TAVI updates: complex valve-in-valve cases
Case Example:
A 71-year-old gentleman had a history of bioprosthetic surgical aortic valve and CABG 12 years prior, presented with NYHA class IV heart failure symptoms. Transthoracic echocardiogram revealed severe left ventricular dysfunction with severe intravalvular aortic regurgitation. Transoesophageal echocardiography (TOE) demonstrated the mechanism of severe aortic regurgitation as degenerative prolapse of the bioprosthetic aortic valve leaflet (Image 1).
During hospitalisation his clinical status deteriorated, he developed fast atrial fibrillation, cardiorenal syndrome, which progressed to cardiogenic shock, requiring haemodialysis and inotropes to stabilise. Following heart team discussion, a surgical redooperation was considered too high risk, given his co-morbidities with worsening clinic status.
Preoperative CT TAVI was performed, with CT reconstruction of the valvular prosthesis, showed a 21mm magna ease valve (Edwards lifescience) with an inner diameter of 18.4mm (image 3). The coronary ostium was located a safe distance 12mm from the aortic annulus indicating a low risk of coronary obstruction. Using the ViV (valve-in-valve) app, preprocedure calculations estimated 18 atmospheres of balloon pressure to adequately expand the valve using an Edwards Sapien 3 (21mm balloon expandable TAVI). The TAVI was implanted via right common femoral artery approach without complication.
After deployment of the TAVI, there was immediate improvement in blood pressure, and clinical status. Following improvement in clinical status, dialysis was weaned when urine output improved, avoiding long-term dialysis. Follow-up transthoracic echocardiogram post procedure, revealed a well seated valve with no AS/AR, subsequently the patient was discharged home.
TAVI Planning and Imaging
Key to the procedure is ECGgated-CT aorta, which is the gold standard for pre-procedure planning. CT TAVI evaluates:
1. Annular sizing and valve morphology
2. Vascular access site
3. Coronary artery anatomy, including coronary height and risk of obstruction
4. Ascending aortic root angulation and implantation angle
In valve-in-valve TAVI planning, the annulus diameter is used for valve sizing, and the landing zone is determined to prevent coronary obstruction. These measurements are used to assess feasibility by comparing them with a TAVI valve-in-valve app which gives information on aortic valve implants from the last 20 years. This guides operators on valve size and the amount of pressure needed to expand the valve within the old bioprosthesis.

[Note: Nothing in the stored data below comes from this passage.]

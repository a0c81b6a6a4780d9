//! Packed little-endian payload bodies from the message catalog.
//!
//! Each body decodes from a byte slice that is at least `SIZE` long (trailing
//! bytes are the next layer's business) and encodes to exactly `SIZE` bytes.

/// PAIR_ACK body: pairing outcome plus the current channel hint.
#[derive(Debug, Clone, Copy, PartialEq, Eq, Default)]
pub struct PairAck {
    pub ok: u8,
    pub chan: u8,
    pub reserved: u16,
}

impl PairAck {
    pub const SIZE: usize = 4;

    pub fn to_bytes(&self) -> [u8; Self::SIZE] {
        let mut out = [0u8; Self::SIZE];
        out[0] = self.ok;
        out[1] = self.chan;
        out[2..4].copy_from_slice(&self.reserved.to_le_bytes());
        out
    }

    pub fn decode(b: &[u8]) -> Option<Self> {
        if b.len() < Self::SIZE {
            return None;
        }
        Some(PairAck {
            ok: b[0],
            chan: b[1],
            reserved: u16::from_le_bytes([b[2], b[3]]),
        })
    }
}

/// PING / PING_REPLY body. Kept tiny so it fits everywhere without
/// fragmentation; `state_bits` are adapter-defined.
#[derive(Debug, Clone, Copy, PartialEq, Eq, Default)]
pub struct PingBody {
    pub state_bits: u16,
    /// Optional temperature ×10 (e.g. 253 = 25.3 °C).
    pub temp_c_x10: u16,
    /// Uptime seconds, clamped.
    pub uptime_s: u16,
    pub reserved: u16,
}

impl PingBody {
    pub const SIZE: usize = 8;

    pub fn to_bytes(&self) -> [u8; Self::SIZE] {
        let mut out = [0u8; Self::SIZE];
        out[0..2].copy_from_slice(&self.state_bits.to_le_bytes());
        out[2..4].copy_from_slice(&self.temp_c_x10.to_le_bytes());
        out[4..6].copy_from_slice(&self.uptime_s.to_le_bytes());
        out[6..8].copy_from_slice(&self.reserved.to_le_bytes());
        out
    }

    pub fn decode(b: &[u8]) -> Option<Self> {
        if b.len() < Self::SIZE {
            return None;
        }
        Some(PingBody {
            state_bits: u16::from_le_bytes([b[0], b[1]]),
            temp_c_x10: u16::from_le_bytes([b[2], b[3]]),
            uptime_s: u16::from_le_bytes([b[4], b[5]]),
            reserved: u16::from_le_bytes([b[6], b[7]]),
        })
    }
}

/// TIME_SYNC body: epoch milliseconds split low/high plus a correction hint.
#[derive(Debug, Clone, Copy, PartialEq, Eq, Default)]
pub struct TimeSync {
    pub epoch_ms_lo: u32,
    pub epoch_ms_hi: u32,
    pub drift_ms: i16,
    pub reserved: u16,
}

impl TimeSync {
    pub const SIZE: usize = 12;

    pub fn from_epoch_ms(epoch_ms: u64) -> Self {
        TimeSync {
            epoch_ms_lo: epoch_ms as u32,
            epoch_ms_hi: (epoch_ms >> 32) as u32,
            drift_ms: 0,
            reserved: 0,
        }
    }

    pub fn epoch_ms(&self) -> u64 {
        u64::from(self.epoch_ms_lo) | (u64::from(self.epoch_ms_hi) << 32)
    }

    pub fn to_bytes(&self) -> [u8; Self::SIZE] {
        let mut out = [0u8; Self::SIZE];
        out[0..4].copy_from_slice(&self.epoch_ms_lo.to_le_bytes());
        out[4..8].copy_from_slice(&self.epoch_ms_hi.to_le_bytes());
        out[8..10].copy_from_slice(&self.drift_ms.to_le_bytes());
        out[10..12].copy_from_slice(&self.reserved.to_le_bytes());
        out
    }

    pub fn decode(b: &[u8]) -> Option<Self> {
        if b.len() < Self::SIZE {
            return None;
        }
        Some(TimeSync {
            epoch_ms_lo: u32::from_le_bytes([b[0], b[1], b[2], b[3]]),
            epoch_ms_hi: u32::from_le_bytes([b[4], b[5], b[6], b[7]]),
            drift_ms: i16::from_le_bytes([b[8], b[9]]),
            reserved: u16::from_le_bytes([b[10], b[11]]),
        })
    }
}

/// NET_SET_CHAN body.
#[derive(Debug, Clone, Copy, PartialEq, Eq, Default)]
pub struct NetSetChan {
    /// 2.4 GHz channel, 1..=13.
    pub channel: u8,
}

impl NetSetChan {
    pub const SIZE: usize = 4;

    pub fn to_bytes(&self) -> [u8; Self::SIZE] {
        [self.channel, 0, 0, 0]
    }

    pub fn decode(b: &[u8]) -> Option<Self> {
        if b.len() < Self::SIZE {
            return None;
        }
        Some(NetSetChan { channel: b[0] })
    }
}

/// Relay operation selector in [`CtrlRelay`].
#[derive(Debug, Clone, Copy, PartialEq, Eq)]
#[repr(u8)]
pub enum RelayOp {
    Off = 0,
    On = 1,
    Toggle = 2,
}

impl RelayOp {
    pub const fn from_u8(value: u8) -> Option<RelayOp> {
        match value {
            0 => Some(RelayOp::Off),
            1 => Some(RelayOp::On),
            2 => Some(RelayOp::Toggle),
            _ => None,
        }
    }
}

/// CTRL_RELAY body. `op` is raw so unknown operations can be ignored rather
/// than failing the decode.
#[derive(Debug, Clone, Copy, PartialEq, Eq, Default)]
pub struct CtrlRelay {
    pub channel: u8,
    pub op: u8,
    /// When > 0 and the resulting state is ON, auto-OFF after this many ms.
    pub pulse_ms: u16,
}

impl CtrlRelay {
    pub const SIZE: usize = 4;

    pub fn to_bytes(&self) -> [u8; Self::SIZE] {
        let mut out = [0u8; Self::SIZE];
        out[0] = self.channel;
        out[1] = self.op;
        out[2..4].copy_from_slice(&self.pulse_ms.to_le_bytes());
        out
    }

    pub fn decode(b: &[u8]) -> Option<Self> {
        if b.len() < Self::SIZE {
            return None;
        }
        Some(CtrlRelay {
            channel: b[0],
            op: b[1],
            pulse_ms: u16::from_le_bytes([b[2], b[3]]),
        })
    }
}

/// RLY_STATE body: per-channel ON bitmap plus the local topology version.
#[derive(Debug, Clone, Copy, PartialEq, Eq, Default)]
pub struct RlyState {
    /// Bit i = channel i ON.
    pub mask: u32,
    pub topo_ver: u16,
    /// Number of channels mapped.
    pub count: u8,
    pub reserved: u8,
}

impl RlyState {
    pub const SIZE: usize = 8;

    pub fn to_bytes(&self) -> [u8; Self::SIZE] {
        let mut out = [0u8; Self::SIZE];
        out[0..4].copy_from_slice(&self.mask.to_le_bytes());
        out[4..6].copy_from_slice(&self.topo_ver.to_le_bytes());
        out[6] = self.count;
        out[7] = self.reserved;
        out
    }

    pub fn decode(b: &[u8]) -> Option<Self> {
        if b.len() < Self::SIZE {
            return None;
        }
        Some(RlyState {
            mask: u32::from_le_bytes([b[0], b[1], b[2], b[3]]),
            topo_ver: u16::from_le_bytes([b[4], b[5]]),
            count: b[6],
            reserved: b[7],
        })
    }
}

/// SENS_REPORT header; an adapter-defined blob of `bytes` bytes follows.
#[derive(Debug, Clone, Copy, PartialEq, Eq, Default)]
pub struct SensReportHdr {
    pub bytes: u16,
    /// Adapter-defined format version.
    pub fmt: u16,
}

impl SensReportHdr {
    pub const SIZE: usize = 4;

    pub fn to_bytes(&self) -> [u8; Self::SIZE] {
        let mut out = [0u8; Self::SIZE];
        out[0..2].copy_from_slice(&self.bytes.to_le_bytes());
        out[2..4].copy_from_slice(&self.fmt.to_le_bytes());
        out
    }

    pub fn decode(b: &[u8]) -> Option<Self> {
        if b.len() < Self::SIZE {
            return None;
        }
        Some(SensReportHdr {
            bytes: u16::from_le_bytes([b[0], b[1]]),
            fmt: u16::from_le_bytes([b[2], b[3]]),
        })
    }
}

/// PMS_STATUS body.
#[derive(Debug, Clone, Copy, PartialEq, Eq, Default)]
pub struct PmsStatus {
    /// Board temperature ×10.
    pub temp_c_x10: i16,
    pub vbus_mv: u16,
    pub vsys_mv: u16,
    /// Signed for charge/regen.
    pub iout_ma: i16,
    pub faults: u16,
}

impl PmsStatus {
    pub const SIZE: usize = 10;

    pub fn to_bytes(&self) -> [u8; Self::SIZE] {
        let mut out = [0u8; Self::SIZE];
        out[0..2].copy_from_slice(&self.temp_c_x10.to_le_bytes());
        out[2..4].copy_from_slice(&self.vbus_mv.to_le_bytes());
        out[4..6].copy_from_slice(&self.vsys_mv.to_le_bytes());
        out[6..8].copy_from_slice(&self.iout_ma.to_le_bytes());
        out[8..10].copy_from_slice(&self.faults.to_le_bytes());
        out
    }

    pub fn decode(b: &[u8]) -> Option<Self> {
        if b.len() < Self::SIZE {
            return None;
        }
        Some(PmsStatus {
            temp_c_x10: i16::from_le_bytes([b[0], b[1]]),
            vbus_mv: u16::from_le_bytes([b[2], b[3]]),
            vsys_mv: u16::from_le_bytes([b[4], b[5]]),
            iout_ma: i16::from_le_bytes([b[6], b[7]]),
            faults: u16::from_le_bytes([b[8], b[9]]),
        })
    }
}

/// CONFIG_WRITE key that routes to set-channel (data = one channel byte).
pub const CONFIG_KEY_CHANNEL: [u8; 6] = *b"CHAN__";

/// CONFIG_WRITE key namespace prefix for cooling duty (data\[0\] = percent).
pub const CONFIG_KEY_COOLING_PREFIX: [u8; 4] = *b"COOL";

/// CONFIG_WRITE body header; `len` raw value bytes follow.
#[derive(Debug, Clone, Copy, PartialEq, Eq, Default)]
pub struct ConfigWrite {
    /// Namespace + id, 6 bytes.
    pub key: [u8; 6],
    pub len: u16,
}

impl ConfigWrite {
    pub const SIZE: usize = 8;

    pub fn to_bytes(&self) -> [u8; Self::SIZE] {
        let mut out = [0u8; Self::SIZE];
        out[0..6].copy_from_slice(&self.key);
        out[6..8].copy_from_slice(&self.len.to_le_bytes());
        out
    }

    pub fn decode(b: &[u8]) -> Option<Self> {
        if b.len() < Self::SIZE {
            return None;
        }
        let mut key = [0u8; 6];
        key.copy_from_slice(&b[0..6]);
        Some(ConfigWrite {
            key,
            len: u16::from_le_bytes([b[6], b[7]]),
        })
    }

    /// The value bytes following the header inside `body`, bounded by `len`.
    pub fn data<'a>(&self, body: &'a [u8]) -> Option<&'a [u8]> {
        let tail = body.get(Self::SIZE..)?;
        tail.get(..self.len as usize)
    }
}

Following this the access point is chosen, most commonly this is the femoral artery as it is the lowest risk for a vascular complication, a key driver of mortality in early TAVI Trials. Detailed measurement of vessel diameter, tortuosity and calcification are crucial in determining preprocedural vascular risk, given the TAVI sheath insertion profile is 22fr – 26fr (8.4 – 9.2mm).
Conclusion:
Valve-in-valve TAVI is a niche procedure with increasing volume. Given the prevalence of aortic valve disease and improvements in both surgical/percutaneous options, it is expected that more patient will outlive their valvular prothesis. Careful patient selection at heart team discussions and shared decision making with patients on lifetime risks, are important to fully realise the potential of both surgical and percutaneous valve interventions.